▶ [Task input]
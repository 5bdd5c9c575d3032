use anyhow::{Context, Result};
use indicatif::MultiProgress;
use serde::Serialize;

use super::command::{Cli, InfoArgs, ReportFormat};
use super::progress::{create_progress_bar, report};
use crate::input::InputReader;
use crate::timestamp::pts_str;
use nut::process::read::NutReader;
use nut::structs::frame::NutFrame;
use nut::structs::index::Index;
use nut::structs::info::Info;
use nut::structs::stream_header::{StreamHeader, StreamKind};
use nut::utils::rational::Rational;

pub fn cmd_info(args: &InfoArgs, cli: &Cli, multi: Option<&MultiProgress>) -> Result<()> {
    log::info!("Analyzing NUT file: {}", args.input.display());

    let input = InputReader::new(&args.input)?;
    if input.is_pipe() {
        log::debug!("Reading from stdin, progress is shown in bytes only");
    }
    let total_bytes = input.len();
    let mut reader = NutReader::new(input);
    reader.set_fail_level(cli.fail_level());
    reader.read_headers().context("Failed to read headers")?;

    let pb = multi
        .map(|multi| create_progress_bar(multi, total_bytes))
        .transpose()?;

    let mut file = FileReport::from_headers(&reader)?;
    while let Some(frame) = reader
        .read_frame()
        .with_context(|| format!("Failed to read frame at byte {}", reader.position()))?
    {
        file.add_frame(&frame);
        report(pb.as_ref(), file.frames, reader.position(), 256);
    }
    if let Some(pb) = pb {
        pb.finish_and_clear();
    }

    file.finish(&reader);

    match args.format {
        ReportFormat::Plain => file.print(),
        ReportFormat::Yaml => print!("{}", serde_yaml_ng::to_string(&file)?),
    }

    Ok(())
}

#[derive(Debug, Serialize)]
struct FileReport {
    version: u64,
    max_distance: u64,
    time_bases: Vec<String>,
    streams: Vec<StreamReport>,
    #[serde(skip_serializing_if = "Vec::is_empty")]
    infos: Vec<InfoReport>,
    #[serde(skip_serializing_if = "Option::is_none")]
    index: Option<IndexReport>,
    frames: u64,
    syncpoints: u64,
    bytes: u64,
    resyncs: usize,
    dropped_frames: usize,
}

#[derive(Debug, Serialize)]
struct StreamReport {
    id: usize,
    kind: &'static str,
    fourcc: String,
    time_base: String,
    #[serde(skip_serializing_if = "Option::is_none")]
    width: Option<u64>,
    #[serde(skip_serializing_if = "Option::is_none")]
    height: Option<u64>,
    #[serde(skip_serializing_if = "Option::is_none")]
    sample_rate: Option<String>,
    #[serde(skip_serializing_if = "Option::is_none")]
    channels: Option<u64>,
    decode_delay: u64,
    codec_specific_bytes: usize,
    frames: u64,
    keyframes: u64,
    end_of_records: u64,
    bytes: u64,
    #[serde(skip_serializing_if = "Option::is_none")]
    first_pts: Option<i64>,
    #[serde(skip_serializing_if = "Option::is_none")]
    last_pts: Option<i64>,
    #[serde(skip_serializing_if = "Option::is_none")]
    duration: Option<String>,
    #[serde(skip)]
    time_base_value: Rational,
}

#[derive(Debug, Serialize)]
struct InfoReport {
    #[serde(skip_serializing_if = "Option::is_none")]
    stream: Option<usize>,
    chapter: i64,
    items: Vec<ItemReport>,
}

#[derive(Debug, Serialize)]
struct ItemReport {
    name: String,
    value: String,
}

#[derive(Debug, Serialize)]
struct IndexReport {
    syncpoints: usize,
    keyframes: Vec<usize>,
    max_pts: String,
}

impl FileReport {
    fn from_headers<R: std::io::BufRead>(reader: &NutReader<R>) -> Result<Self> {
        let main = reader
            .main_header()
            .context("Headers have not been read")?;

        let streams = reader
            .stream_headers()
            .iter()
            .map(|header| StreamReport::new(header, main.time_base(header.time_base_id)?))
            .collect::<Result<_>>()?;

        Ok(Self {
            version: main.version,
            max_distance: main.max_distance,
            time_bases: main.time_bases.iter().map(Rational::to_string).collect(),
            streams,
            infos: Vec::new(),
            index: None,
            frames: 0,
            syncpoints: 0,
            bytes: 0,
            resyncs: 0,
            dropped_frames: 0,
        })
    }

    fn add_frame(&mut self, frame: &NutFrame) {
        self.frames += 1;
        if let Some(stream) = self.streams.get_mut(frame.stream_id) {
            stream.frames += 1;
            stream.keyframes += u64::from(frame.keyframe && !frame.eor);
            stream.end_of_records += u64::from(frame.eor);
            stream.bytes += frame.len() as u64;
            stream.first_pts.get_or_insert(frame.pts);
            stream.last_pts = Some(stream.last_pts.map_or(frame.pts, |l| l.max(frame.pts)));
        }
    }

    fn finish<R: std::io::BufRead>(&mut self, reader: &NutReader<R>) {
        self.infos = reader.infos().iter().map(InfoReport::new).collect();
        let time_bases = reader
            .main_header()
            .map(|m| m.time_bases.clone())
            .unwrap_or_default();
        self.index = reader.index().map(|index| IndexReport::new(index, &time_bases));
        self.syncpoints = reader.syncpoints_read();
        self.bytes = reader.position();
        self.resyncs = reader.resync_count();
        self.dropped_frames = reader.dropped_frames();

        for stream in &mut self.streams {
            if let (Some(first), Some(last)) = (stream.first_pts, stream.last_pts) {
                stream.duration = Some(pts_str(last - first, stream.time_base_value));
            }
        }
    }

    fn print(&self) {
        println!();
        println!("NUT File Information");
        println!("====================");
        println!();
        println!("Main Header");
        println!("  Version                   {}", self.version);
        println!("  Streams                   {}", self.streams.len());
        println!("  Max distance              {} bytes", self.max_distance);
        println!("  Time bases                {}", self.time_bases.join(", "));
        println!();

        for stream in &self.streams {
            stream.print();
        }

        if !self.infos.is_empty() {
            println!("Metadata");
            for info in &self.infos {
                match info.stream {
                    Some(id) => println!("  Stream {id}"),
                    None if info.chapter != 0 => println!("  Chapter {}", info.chapter),
                    None => println!("  File"),
                }
                for item in &info.items {
                    println!("    {:24}{}", item.name, item.value);
                }
            }
            println!();
        }

        if let Some(index) = &self.index {
            println!("Index");
            println!("  Syncpoints                {}", index.syncpoints);
            println!("  Max pts                   {}", index.max_pts);
            for (id, count) in index.keyframes.iter().enumerate() {
                println!("  Stream {id} keyframes        {count}");
            }
            println!();
        }

        println!("Analysis Summary");
        println!("  Frames processed          {}", self.frames);
        println!("  Syncpoints                {}", self.syncpoints);
        let size_mb = self.bytes as f64 / 1_000_000.0;
        println!("  Size                      {size_mb:.2} MB ({} bytes)", self.bytes);
        if self.resyncs > 0 {
            println!("  Damaged spans             {}", self.resyncs);
            println!("  Dropped frames            {}", self.dropped_frames);
        }
        println!();
    }
}

impl StreamReport {
    fn new(header: &StreamHeader, time_base: Rational) -> Result<Self> {
        let (width, height, sample_rate, channels) = match &header.kind {
            StreamKind::Video(v) => (Some(v.width), Some(v.height), None, None),
            StreamKind::Audio(a) => (None, None, Some(a.sample_rate.to_string()), Some(a.channel_count)),
            StreamKind::Subtitle | StreamKind::UserData => (None, None, None, None),
        };

        Ok(Self {
            id: header.stream_id,
            kind: header.kind.name(),
            fourcc: String::from_utf8_lossy(&header.fourcc).into_owned(),
            time_base: time_base.to_string(),
            width,
            height,
            sample_rate,
            channels,
            decode_delay: header.decode_delay,
            codec_specific_bytes: header.codec_specific_data.len(),
            frames: 0,
            keyframes: 0,
            end_of_records: 0,
            bytes: 0,
            first_pts: None,
            last_pts: None,
            duration: None,
            time_base_value: time_base,
        })
    }

    fn print(&self) {
        println!("Stream {}", self.id);
        println!("  Type                      {}", self.kind);
        println!("  Codec                     {}", self.fourcc);
        println!("  Time base                 {}", self.time_base);
        if let (Some(width), Some(height)) = (self.width, self.height) {
            println!("  Dimensions                {width}x{height}");
        }
        if let Some(rate) = &self.sample_rate {
            println!("  Sample rate               {rate} Hz");
        }
        if let Some(channels) = self.channels {
            println!("  Channels                  {channels}");
        }
        if self.decode_delay != 0 {
            println!("  Decode delay              {}", self.decode_delay);
        }
        println!("  Frames                    {}", self.frames);
        println!("  Keyframes                 {}", self.keyframes);
        if self.end_of_records != 0 {
            println!("  End of records            {}", self.end_of_records);
        }
        println!("  Payload                   {} bytes", self.bytes);
        if let Some(duration) = &self.duration {
            println!("  Duration                  {duration}");
        }
        println!();
    }
}

impl InfoReport {
    fn new(info: &Info) -> Self {
        Self {
            stream: info.stream_id,
            chapter: info.chapter_id,
            items: info
                .items
                .iter()
                .map(|item| ItemReport {
                    name: item.name.clone(),
                    value: item.value.to_string(),
                })
                .collect(),
        }
    }
}

impl IndexReport {
    fn new(index: &Index, time_bases: &[Rational]) -> Self {
        let max_pts = match (
            time_bases.get(index.max_pts.time_base_id),
            i64::try_from(index.max_pts.pts),
        ) {
            (Some(&tb), Ok(pts)) => pts_str(pts, tb),
            _ => index.max_pts.pts.to_string(),
        };

        Self {
            syncpoints: index.syncpoints.len(),
            keyframes: index.keyframes.iter().map(Vec::len).collect(),
            max_pts,
        }
    }
}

▶ [Task objective]
Look through the entries for the string "position". Every line that has it belongs in the answer.

▶ [Problem solution]
        .with_context(|| format!("Failed to read frame at byte {}", reader.position()))?
        report(pb.as_ref(), file.frames, reader.position(), 256);
        self.bytes = reader.position();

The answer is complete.